Nine years ago, D’Aunn Glass thought she felt a knot. At the time she worked for a doctor, and didn’t feel comfortable having her boss look at it. In August 2001 she went to another doctor to have it looked at. At the time she was told that it was just a cyst so she didn’t worry about it. But Dr. Pummill, MD, the doctor she worked for, wasn’t satisfied and thought “it was serious because it didn’t hurt” he told her.
“That and because my maternal grandmother died at 46, I decided to follow Pummill’s advice and go for another opinion. I am glad I didn’t listen to the first doctor” Glass said.
“Thanks to Dr. Pummill,” she said. “In October I went in for a biopsy”. It was then that they gave me the bad news."
“By October ‘01, I was 33 years old and it was funny because it was breast cancer awareness month” said Glass. She was then diagnosed with Stage 3 breast cancer and it had spread to five of nine lymph nodes.
“Just like Tana Massey’s story last week, they told me they were going to fight it aggressively because I was young and had six kids” she said.
She had a mastectomy that November, did seven months of chemo, had reconstructive surgery and then 7 weeks of radiation.
“It wasn’t as bad as I expected it to be” said Glass. “It felt like I was carried around on a pillow in God’s hands.”
She also took tamoxiphenfur for five years and needed a hysterectomy in 2009 due to complications from the medication.
“The worst part was after the reconstruction I was sore for several months and couldn’t pick up my two-year-old Darius.”
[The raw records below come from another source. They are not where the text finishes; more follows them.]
//! Composition rules - minimum share of digits, specials, upper and lower case.
//!
//! Each rule reads its own percentage for both the predicate and the message.

use super::{RuleInput, RuleResult};
use crate::classifier::{required_count, CharacterClass};

struct Composition {
    class: CharacterClass,
    noun: &'static str,
    pct: fn(&RuleInput<'_>) -> u8,
}

fn number_pct(input: &RuleInput<'_>) -> u8 {
    input.thresholds.min_number_pct
}

fn special_pct(input: &RuleInput<'_>) -> u8 {
    input.thresholds.min_special_pct
}

fn upper_pct(input: &RuleInput<'_>) -> u8 {
    input.thresholds.min_upper_pct
}

fn lower_pct(input: &RuleInput<'_>) -> u8 {
    input.thresholds.min_lower_pct
}

const DIGITS: Composition = Composition {
    class: CharacterClass::Digit,
    noun: "numbers",
    pct: number_pct,
};

const SPECIALS: Composition = Composition {
    class: CharacterClass::Special,
    noun: "special characters",
    pct: special_pct,
};

const UPPERCASE: Composition = Composition {
    class: CharacterClass::Upper,
    noun: "uppercase letters",
    pct: upper_pct,
};

const LOWERCASE: Composition = Composition {
    class: CharacterClass::Lower,
    noun: "lowercase letters",
    pct: lower_pct,
};

impl Composition {
    fn required(&self, input: &RuleInput<'_>) -> usize {
        required_count(input.password_len(), (self.pct)(input))
    }

    fn test(&self, input: &RuleInput<'_>) -> RuleResult {
        let found = input.classifier().count(input.password(), self.class);
        Ok(found >= self.required(input))
    }

    fn message(&self, input: &RuleInput<'_>) -> String {
        format!(
            "Password must have at least {} {} ({}% of password length)",
            self.required(input),
            self.noun,
            (self.pct)(input)
        )
    }
}

pub fn digits_rule(input: &RuleInput<'_>) -> RuleResult {
    DIGITS.test(input)
}

pub fn digits_message(input: &RuleInput<'_>) -> String {
    DIGITS.message(input)
}

pub fn specials_rule(input: &RuleInput<'_>) -> RuleResult {
    SPECIALS.test(input)
}

pub fn specials_message(input: &RuleInput<'_>) -> String {
    SPECIALS.message(input)
}

pub fn uppercase_rule(input: &RuleInput<'_>) -> RuleResult {
    UPPERCASE.test(input)
}

pub fn uppercase_message(input: &RuleInput<'_>) -> String {
    UPPERCASE.message(input)
}

pub fn lowercase_rule(input: &RuleInput<'_>) -> RuleResult {
    LOWERCASE.test(input)
}

pub fn lowercase_message(input: &RuleInput<'_>) -> String {
    LOWERCASE.message(input)
}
“I lost my hair while getting ready for the bank’s Christmas Party. Fabian (her husband) shaved my head and I put on a wig and went anyway,” she said. Glass worked part-time at Dr. Pummill, MD’s office and part-time at a local bank. She now works as Treasurer in the Superintendent’s office at Kansas High School.
“She never complained. She just sucked it up” stated her husband Fabian Glass. “She would bug me to go to work because she thought I wanted to get out, but all I really wanted to do is stay there and take care of her,” he said.
“She was always thinking of me and the kids. She is the strongest person I know.”
Both D’Aunn and Fabian said they could not believe the support they received from everyone. People would come over and offer advice and encouragement “like Betty Odle from Little Kansas, who told me ‘you have to go to MD Anderson (in Houston Texas).”
The church and community had fundraisers to help pay for part of it and Angels Flight took her to her appointments in Houston.
“The whole community, family, friends, my mom, church, helped us with meals, drives to treatments, babysitting, cleaning and they even did a benefit to raise money while I was in Houston.”
The church brought meals for all eight to their house for nine months.
“One of the best things that came out of this is that one of my friends started going to church with me, and got saved!” said Glass. She belongs to Leach First Baptist Church.
“Because of all the help, Fabian was able to go to Houston with me” Fabian and D’Aunn at the time had six children ranging in age from 2-14.
“Trying to keep my kid’s lives as normal as possible without the house being filled with gloom and doom and worry helped me keep my focus”.
A patient at MD Houston once told her that there are usually two things that happen when a woman is diagnosed with breast cancer. “They either get closer or he leaves her and they get divorced” said Glass.
“I couldn’t have done it without him” she said of her husband. “He was so patient and took care of the kids and me”.
Glass has since had a few lumps on the other side and one removed, but nothing cancerous.